-- TASK REQUIREMENTS --
Whenever a line below holds the word "Option", count it; please give only the final number.
___ GIVEN DATA ___
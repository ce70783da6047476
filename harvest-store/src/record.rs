use serde::{Deserialize, Serialize};
use serde_json::Value;
use std::fmt::Display;

/// The one document a run persists, whether it succeeded or not.
#[derive(Debug, Clone, PartialEq, Serialize, Deserialize)]
pub struct RunRecord {
    pub keyword: String,
    pub spatial: String,
    /// The serialized aggregate on success, `{}` on failure.
    pub data: Value,
    pub was_successful: bool,
    #[serde(default, skip_serializing_if = "Option::is_none")]
    pub exception: Option<String>,
}

impl RunRecord {
    pub fn success(keyword: impl Into<String>, spatial: impl Into<String>, data: Value) -> Self {
        Self {
            keyword: keyword.into(),
            spatial: spatial.into(),
            data,
            was_successful: true,
            exception: None,
        }
    }

    /// Failure kinds are not distinguished; the error is kept only as text.
    pub fn failure(
        keyword: impl Into<String>,
        spatial: impl Into<String>,
        error: impl Display,
    ) -> Self {
        Self {
            keyword: keyword.into(),
            spatial: spatial.into(),
            data: Value::Object(Default::default()),
            was_successful: false,
            exception: Some(error.to_string()),
        }
    }

    pub fn to_document(&self) -> serde_json::Result<Value> {
        serde_json::to_value(self)
    }
}

#[cfg(test)]
mod tests {
    use super::*;
    use serde_json::json;

    #[test]
    fn success_document_has_no_exception_key() {
        let record = RunRecord::success("kw", "sp", json!({"tweets": "[]"}));
        let doc = record.to_document().unwrap();
        assert_eq!(
            doc,
            json!({
                "keyword": "kw",
                "spatial": "sp",
                "data": {"tweets": "[]"},
                "was_successful": true
            })
        );
    }

    #[test]
    fn failure_document_keeps_error_text() {
        let record = RunRecord::failure("kw", "sp", "server returned error 429 Too Many Requests: {}");
        let doc = record.to_document().unwrap();
        assert_eq!(doc["data"], json!({}));
        assert_eq!(doc["was_successful"], json!(false));
        assert!(doc["exception"].as_str().unwrap().contains("429"));

        let back: RunRecord = serde_json::from_value(doc).unwrap();
        assert_eq!(back, record);
    }
}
___
-- RESULT --
2